Gizoogle: Amusing tribute or racist caricature? – NSFW (part 3)

gizoogle-linguisticpulse

The header for this website as represented by Gizoogle. linguistic pulse: analyzin tha circulation of discourse up in society

In my last couple of posts (here and here), I’ve been looking at the website Gizoogle, which basically translates the language of web content into language that is modeled after the hip-hop artist Snoop Dogg (see the first post for a more thorough overview of what Gizoogle is). In particular, I’ve been trying to answer this question: Is Gizoogle an amusing tribute to Snoop Dogg or is it a racist caricature of African-American English (AAE)? I believe to fully answer such a question we have to look at multiple parts of the issue. So in the first part I examined the stated intentions of the website creators, and, in the second part, I began looking at the language that Gizoogle actually produces and how accurate it is as a representation of Snoop Dogg’s speech and AAE more generally. In that post, I approached this question by simply asking whether Gizoogle made errors in trying to use AAE and Snoop Dogg’s speech style. In this post, I’m going to take a more nuanced approach.

Specifically, I’m asking the following question: Does Gizoogle produce texts that represent Snoop Dogg’s linguistic style in terms of the frequency with which he uses slang terms, izzle speech, and other things? In particular, I want to think about whether Gizoogle accurately portrays all of Snoop Dogg’s linguistic repertoire. By “linguistic repertoire”, I mean all of the different ways Snoop Dogg can use language. We know he can do izzle speak and use profanity, but what else do we know he can do, and how else does he use language in public?

Unsurprisingly, Snoop Dogg has a varied linguistic repertoire. Like any adept language user, he adjusts his speech to whatever situation he finds himself in. Therefore, while he might utilize izzle speak, slang, and profanity quite frequently in certain contexts (like the television show, movies, and rap lyrics Gizoogle uses to portray him), these things are for the most part absent when he, for example, visits a television talk show. For example, he was recently interviewed by Piers Morgan. You can check out a video of this here:

I’ve transcribed the beginning of this interview here (and a longer though less complete transcript is available from CNN here):

MORGAN: I’ve waited a long time for this. Huge fan of yours. Now tell me why you’ve gone from Dogg to Lion?

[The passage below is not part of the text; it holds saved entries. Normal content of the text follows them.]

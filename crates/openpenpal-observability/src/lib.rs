//! Tracing initialization shared by every binary in the workspace.
//!
//! Development builds get compact, colorized, human-readable output.
//! Release builds emit flattened JSON suitable for a log aggregator. Either
//! way a panic anywhere in the process is captured as a structured error
//! record instead of disappearing into stderr.

use std::panic;
use tracing::error;
use tracing_subscriber::layer::SubscriberExt;
use tracing_subscriber::util::SubscriberInitExt;
use tracing_subscriber::{fmt, EnvFilter};

/// Initializes the global tracing subscriber and panic hook for `service_name`.
///
/// # Panics
/// Panics if a global subscriber has already been installed.
pub fn init(service_name: &str) {
    let filter = EnvFilter::try_from_default_env().unwrap_or_else(|_| {
        let level = if cfg!(debug_assertions) { "debug" } else { "info" };
        format!("{service_name}={level},tower_http=warn,sqlx=warn").into()
    });

    if cfg!(debug_assertions) {
        tracing_subscriber::registry()
            .with(filter)
            .with(fmt::layer().compact().with_target(false))
            .init();
    } else {
        tracing_subscriber::registry()
            .with(filter)
            .with(fmt::layer().json().flatten_event(true))
            .init();
    }

    install_panic_hook(service_name);
}

fn install_panic_hook(service_name: &str) {
    let service_name = service_name.to_string();
    panic::set_hook(Box::new(move |info| {
        let location = info
            .location()
            .map(|loc| format!("{}:{}:{}", loc.file(), loc.line(), loc.column()))
            .unwrap_or_else(|| "unknown".to_string());

        let payload = info
            .payload()
            .downcast_ref::<&str>()
            .copied()
            .or_else(|| info.payload().downcast_ref::<String>().map(String::as_str))
            .unwrap_or("<non-string panic payload>");

        error!(
            target: "panic",
            service = %service_name,
            location = %location,
            "panic: {payload}"
        );
    }));
}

SNOOP LION: Well, it’s uh it’s a transformation musically, spiritually, and mentally. Y’know I went to Jamaica on a journey to make some music and it and — eventually became, you know, engulfed with the spirit of Rastafari an- and the spirit of reggae music. And umm the transformation was necessary. It became what it is.

MORGAN: Jamaica is a very special place, isn’t it? I have good friends from there, interviewed Usain Bolt, the sprinter. He’s from there. And I know some cricketers who who who are from Jamaica. It has a special soul to it.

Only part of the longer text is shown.